//! Events: classified, time-bounded occurrences referencing tracks.

use crate::event_types::EventTypeId;
use crate::geometry::Polygon;
use crate::timestamp::TimeStamp;
use crate::track::TrackId;
use nalgebra::Point2;
use serde::{Deserialize, Serialize};
use std::collections::BTreeMap;
use std::fmt;
use uuid::Uuid;
use vsplay_env::SourceId;

// ============================================================================
// IDENTITY
// ============================================================================

/// Global (core-assigned) event id.
#[derive(Debug, Clone, Copy, PartialEq, Eq, Hash, PartialOrd, Ord, Serialize, Deserialize)]
pub struct EventId(pub u64);

impl fmt::Display for EventId {
    fn fmt(&self, f: &mut fmt::Formatter<'_>) -> fmt::Result {
        write!(f, "E{}", self.0)
    }
}

/// Who owns an event: a descriptor source, or the core itself (manual events).
#[derive(Debug, Clone, Copy, PartialEq, Eq, Hash, PartialOrd, Ord, Serialize, Deserialize)]
pub enum EventOrigin {
    Raw,
    Source(SourceId),
}

impl EventOrigin {
    pub fn is_raw(&self) -> bool {
        matches!(self, EventOrigin::Raw)
    }
}

/// Full identity of an admitted event.
#[derive(Debug, Clone, Copy, PartialEq, Eq, Hash, Serialize, Deserialize)]
pub struct LogicalEventId {
    pub uuid: Uuid,
    pub model_id: EventId,
    pub source_local_id: i64,
    pub origin: EventOrigin,
}

// ============================================================================
// RATING
// ============================================================================

/// Analyst verdict on an event.
#[derive(Debug, Clone, Copy, PartialEq, Eq, Hash, Default, Serialize, Deserialize)]
pub enum EventRating {
    #[default]
    None,
    Adjudicated,
    Excluded,
}

/// Relevance-feedback label derived from a rating.
#[derive(Debug, Clone, Copy, PartialEq, Eq, Hash, Serialize, Deserialize)]
pub enum IqrClassification {
    Positive,
    Negative,
    Unclassified,
}

impl From<EventRating> for IqrClassification {
    fn from(rating: EventRating) -> Self {
        match rating {
            EventRating::Adjudicated => IqrClassification::Positive,
            EventRating::Excluded => IqrClassification::Negative,
            EventRating::None => IqrClassification::Unclassified,
        }
    }
}

// ============================================================================
// EVENT
// ============================================================================

/// Score of one classifier type on an event.
#[derive(Debug, Clone, Copy, PartialEq, Serialize, Deserialize)]
pub struct Classifier {
    pub probability: f64,
    pub normalcy: f64,
}

/// A track participating in an event, with the span it participates for.
#[derive(Debug, Clone, Copy, PartialEq, Serialize, Deserialize)]
pub struct EventTrack {
    pub track: TrackId,
    pub start: TimeStamp,
    pub end: TimeStamp,
}

/// Where and when a tripwire was crossed.
#[derive(Debug, Clone, Copy, PartialEq, Serialize, Deserialize)]
pub struct TripInfo {
    pub location: Point2<f64>,
    pub time: TimeStamp,
}

#[derive(Debug, Clone, Copy, PartialEq, Eq, Default, Serialize, Deserialize)]
pub struct EventFlags {
    pub user_created: bool,
    pub modifiable: bool,
}

/// An event as produced by a source or held in the event model.
///
/// Regions are in image coordinates when produced by a descriptor source and
/// in stabilized coordinates once admitted (manual events are created in
/// stabilized coordinates directly).
#[derive(Debug, Clone, PartialEq, Serialize, Deserialize)]
pub struct Event {
    pub uuid: Uuid,
    /// Source-local id
    pub id: i64,
    pub classifiers: BTreeMap<EventTypeId, Classifier>,
    pub tracks: Vec<EventTrack>,
    pub start: TimeStamp,
    pub end: TimeStamp,
    pub regions: BTreeMap<TimeStamp, Polygon>,
    pub trip: Option<TripInfo>,
    pub rating: EventRating,
    pub status: i32,
    pub note: Option<String>,
    pub flags: EventFlags,
}

impl Event {
    pub fn new(id: i64) -> Self {
        Self {
            uuid: Uuid::new_v4(),
            id,
            classifiers: BTreeMap::new(),
            tracks: Vec::new(),
            start: TimeStamp::default(),
            end: TimeStamp::default(),
            regions: BTreeMap::new(),
            trip: None,
            rating: EventRating::None,
            status: 0,
            note: None,
            flags: EventFlags::default(),
        }
    }

    pub fn with_classifier(mut self, type_id: EventTypeId, probability: f64) -> Self {
        self.add_classifier(type_id, probability, 0.0);
        self
    }

    pub fn with_track(mut self, track: TrackId, start: TimeStamp, end: TimeStamp) -> Self {
        self.tracks.push(EventTrack { track, start, end });
        self
    }

    pub fn with_span(mut self, start: TimeStamp, end: TimeStamp) -> Self {
        self.start = start;
        self.end = end;
        self
    }

    pub fn with_region(mut self, ts: TimeStamp, region: Polygon) -> Self {
        self.regions.insert(ts, region);
        self
    }

    pub fn add_classifier(&mut self, type_id: EventTypeId, probability: f64, normalcy: f64) {
        self.classifiers.insert(
            type_id,
            Classifier {
                probability,
                normalcy,
            },
        );
    }

    /// Moves a classifier score from one type to another.
    pub fn remap_classifier(&mut self, from: EventTypeId, to: EventTypeId) {
        if from == to {
            return;
        }
        if let Some(c) = self.classifiers.remove(&from) {
            self.classifiers.insert(to, c);
        }
    }

    /// The classifier type, if the event carries exactly one.
    pub fn sole_classifier(&self) -> Option<EventTypeId> {
        if self.classifiers.len() == 1 {
            self.classifiers.keys().next().copied()
        } else {
            None
        }
    }

    pub fn is_modifiable(&self) -> bool {
        self.flags.modifiable
    }

    pub fn first_region_time(&self) -> Option<TimeStamp> {
        self.regions.keys().next().copied()
    }

    pub fn last_region_time(&self) -> Option<TimeStamp> {
        self.regions.keys().next_back().copied()
    }

    /// True if the event references a ground-truth track.
    pub fn is_ground_truth(&self) -> bool {
        self.tracks.iter().any(|t| t.track.is_ground_truth())
    }

    /// Replaces producer-owned fields with those of a newer report.
    ///
    /// Analyst state (rating, status, note) and regions are left alone.
    pub fn update_from(&mut self, newer: &Event) {
        self.classifiers = newer.classifiers.clone();
        self.tracks = newer.tracks.clone();
        self.start = newer.start;
        self.end = newer.end;
        self.trip = newer.trip;
        self.flags = newer.flags;
    }
}

#[cfg(test)]
mod tests {
    use super::*;

    #[test]
    fn test_sole_classifier() {
        let e = Event::new(1).with_classifier(7, 0.9);
        assert_eq!(e.sole_classifier(), Some(7));
        let e = e.with_classifier(8, 0.2);
        assert_eq!(e.sole_classifier(), None);
        assert_eq!(Event::new(2).sole_classifier(), None);
    }

    #[test]
    fn test_remap_classifier_keeps_score() {
        let mut e = Event::new(1).with_classifier(3, 0.75);
        e.remap_classifier(3, -5000);
        assert!(!e.classifiers.contains_key(&3));
        assert_eq!(e.classifiers[&-5000].probability, 0.75);
    }

    #[test]
    fn test_rating_to_iqr() {
        assert_eq!(
            IqrClassification::from(EventRating::Adjudicated),
            IqrClassification::Positive
        );
        assert_eq!(
            IqrClassification::from(EventRating::Excluded),
            IqrClassification::Negative
        );
        assert_eq!(
            IqrClassification::from(EventRating::None),
            IqrClassification::Unclassified
        );
    }

    #[test]
    fn test_update_from_preserves_analyst_state() {
        let mut e = Event::new(1).with_classifier(1, 0.5);
        e.rating = EventRating::Adjudicated;
        e.note = Some("keep".into());
        let newer = Event::new(1)
            .with_classifier(2, 0.8)
            .with_span(TimeStamp::from_micros(5), TimeStamp::from_micros(9));
        e.update_from(&newer);
        assert_eq!(e.sole_classifier(), Some(2));
        assert_eq!(e.end, TimeStamp::from_micros(9));
        assert_eq!(e.rating, EventRating::Adjudicated);
        assert_eq!(e.note.as_deref(), Some("keep"));
    }
}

[Problem]: Set down the whole listing once more, precisely as written.

[Solution for this task]:
//! Events: classified, time-bounded occurrences referencing tracks.

use crate::event_types::EventTypeId;
use crate::geometry::Polygon;
use crate::timestamp::TimeStamp;
use crate::track::TrackId;
use nalgebra::Point2;
use serde::{Deserialize, Serialize};
use std::collections::BTreeMap;
use std::fmt;
use uuid::Uuid;
use vsplay_env::SourceId;

// ============================================================================
// IDENTITY
// ============================================================================

/// Global (core-assigned) event id.
#[derive(Debug, Clone, Copy, PartialEq, Eq, Hash, PartialOrd, Ord, Serialize, Deserialize)]
pub struct EventId(pub u64);

impl fmt::Display for EventId {
    fn fmt(&self, f: &mut fmt::Formatter<'_>) -> fmt::Result {
        write!(f, "E{}", self.0)
    }
}

/// Who owns an event: a descriptor source, or the core itself (manual events).
#[derive(Debug, Clone, Copy, PartialEq, Eq, Hash, PartialOrd, Ord, Serialize, Deserialize)]
pub enum EventOrigin {
    Raw,
    Source(SourceId),
}

impl EventOrigin {
    pub fn is_raw(&self) -> bool {
        matches!(self, EventOrigin::Raw)
    }
}

/// Full identity of an admitted event.
#[derive(Debug, Clone, Copy, PartialEq, Eq, Hash, Serialize, Deserialize)]
pub struct LogicalEventId {
    pub uuid: Uuid,
    pub model_id: EventId,
    pub source_local_id: i64,
    pub origin: EventOrigin,
}

// ============================================================================
// RATING
// ============================================================================

/// Analyst verdict on an event.
#[derive(Debug, Clone, Copy, PartialEq, Eq, Hash, Default, Serialize, Deserialize)]
pub enum EventRating {
    #[default]
    None,
    Adjudicated,
    Excluded,
}

/// Relevance-feedback label derived from a rating.
#[derive(Debug, Clone, Copy, PartialEq, Eq, Hash, Serialize, Deserialize)]
pub enum IqrClassification {
    Positive,
    Negative,
    Unclassified,
}

impl From<EventRating> for IqrClassification {
    fn from(rating: EventRating) -> Self {
        match rating {
            EventRating::Adjudicated => IqrClassification::Positive,
            EventRating::Excluded => IqrClassification::Negative,
            EventRating::None => IqrClassification::Unclassified,
        }
    }
}

// ============================================================================
// EVENT
// ============================================================================

/// Score of one classifier type on an event.
#[derive(Debug, Clone, Copy, PartialEq, Serialize, Deserialize)]
pub struct Classifier {
    pub probability: f64,
    pub normalcy: f64,
}

/// A track participating in an event, with the span it participates for.
#[derive(Debug, Clone, Copy, PartialEq, Serialize, Deserialize)]
pub struct EventTrack {
    pub track: TrackId,
    pub start: TimeStamp,
    pub end: TimeStamp,
}

/// Where and when a tripwire was crossed.
#[derive(Debug, Clone, Copy, PartialEq, Serialize, Deserialize)]
pub struct TripInfo {
    pub location: Point2<f64>,
    pub time: TimeStamp,
}

#[derive(Debug, Clone, Copy, PartialEq, Eq, Default, Serialize, Deserialize)]
pub struct EventFlags {
    pub user_created: bool,
    pub modifiable: bool,
}

/// An event as produced by a source or held in the event model.
///
/// Regions are in image coordinates when produced by a descriptor source and
/// in stabilized coordinates once admitted (manual events are created in
/// stabilized coordinates directly).
#[derive(Debug, Clone, PartialEq, Serialize, Deserialize)]
pub struct Event {
    pub uuid: Uuid,
    /// Source-local id
    pub id: i64,
    pub classifiers: BTreeMap<EventTypeId, Classifier>,
    pub tracks: Vec<EventTrack>,
    pub start: TimeStamp,
    pub end: TimeStamp,
    pub regions: BTreeMap<TimeStamp, Polygon>,
    pub trip: Option<TripInfo>,
    pub rating: EventRating,
    pub status: i32,
    pub note: Option<String>,
    pub flags: EventFlags,
}

impl Event {
    pub fn new(id: i64) -> Self {
        Self {
            uuid: Uuid::new_v4(),
            id,
            classifiers: BTreeMap::new(),
            tracks: Vec::new(),
            start: TimeStamp::default(),
            end: TimeStamp::default(),
            regions: BTreeMap::new(),
            trip: None,
            rating: EventRating::None,
            status: 0,
            note: None,
            flags: EventFlags::default(),
        }
    }

    pub fn with_classifier(mut self, type_id: EventTypeId, probability: f64) -> Self {
        self.add_classifier(type_id, probability, 0.0);
        self
    }

    pub fn with_track(mut self, track: TrackId, start: TimeStamp, end: TimeStamp) -> Self {
        self.tracks.push(EventTrack { track, start, end });
        self
    }

    pub fn with_span(mut self, start: TimeStamp, end: TimeStamp) -> Self {
        self.start = start;
        self.end = end;
        self
    }

    pub fn with_region(mut self, ts: TimeStamp, region: Polygon) -> Self {
        self.regions.insert(ts, region);
        self
    }

    pub fn add_classifier(&mut self, type_id: EventTypeId, probability: f64, normalcy: f64) {
        self.classifiers.insert(
            type_id,
            Classifier {
                probability,
                normalcy,
            },
        );
    }

    /// Moves a classifier score from one type to another.
    pub fn remap_classifier(&mut self, from: EventTypeId, to: EventTypeId) {
        if from == to {
            return;
        }
        if let Some(c) = self.classifiers.remove(&from) {
            self.classifiers.insert(to, c);
        }
    }

    /// The classifier type, if the event carries exactly one.
    pub fn sole_classifier(&self) -> Option<EventTypeId> {
        if self.classifiers.len() == 1 {
            self.classifiers.keys().next().copied()
        } else {
            None
        }
    }

    pub fn is_modifiable(&self) -> bool {
        self.flags.modifiable
    }

    pub fn first_region_time(&self) -> Option<TimeStamp> {
        self.regions.keys().next().copied()
    }

    pub fn last_region_time(&self) -> Option<TimeStamp> {
        self.regions.keys().next_back().copied()
    }

    /// True if the event references a ground-truth track.
    pub fn is_ground_truth(&self) -> bool {
        self.tracks.iter().any(|t| t.track.is_ground_truth())
    }

    /// Replaces producer-owned fields with those of a newer report.
    ///
    /// Analyst state (rating, status, note) and regions are left alone.
    pub fn update_from(&mut self, newer: &Event) {
        self.classifiers = newer.classifiers.clone();
        self.tracks = newer.tracks.clone();
        self.start = newer.start;
        self.end = newer.end;
        self.trip = newer.trip;
        self.flags = newer.flags;
    }
}

#[cfg(test)]
mod tests {
    use super::*;

    #[test]
    fn test_sole_classifier() {
        let e = Event::new(1).with_classifier(7, 0.9);
        assert_eq!(e.sole_classifier(), Some(7));
        let e = e.with_classifier(8, 0.2);
        assert_eq!(e.sole_classifier(), None);
        assert_eq!(Event::new(2).sole_classifier(), None);
    }

    #[test]
    fn test_remap_classifier_keeps_score() {
        let mut e = Event::new(1).with_classifier(3, 0.75);
        e.remap_classifier(3, -5000);
        assert!(!e.classifiers.contains_key(&3));
        assert_eq!(e.classifiers[&-5000].probability, 0.75);
    }

    #[test]
    fn test_rating_to_iqr() {
        assert_eq!(
            IqrClassification::from(EventRating::Adjudicated),
            IqrClassification::Positive
        );
        assert_eq!(
            IqrClassification::from(EventRating::Excluded),
            IqrClassification::Negative
        );
        assert_eq!(
            IqrClassification::from(EventRating::None),
            IqrClassification::Unclassified
        );
    }

    #[test]
    fn test_update_from_preserves_analyst_state() {
        let mut e = Event::new(1).with_classifier(1, 0.5);
        e.rating = EventRating::Adjudicated;
        e.note = Some("keep".into());
        let newer = Event::new(1)
            .with_classifier(2, 0.8)
            .with_span(TimeStamp::from_micros(5), TimeStamp::from_micros(9));
        e.update_from(&newer);
        assert_eq!(e.sole_classifier(), Some(2));
        assert_eq!(e.end, TimeStamp::from_micros(9));
        assert_eq!(e.rating, EventRating::Adjudicated);
        assert_eq!(e.note.as_deref(), Some("keep"));
    }
}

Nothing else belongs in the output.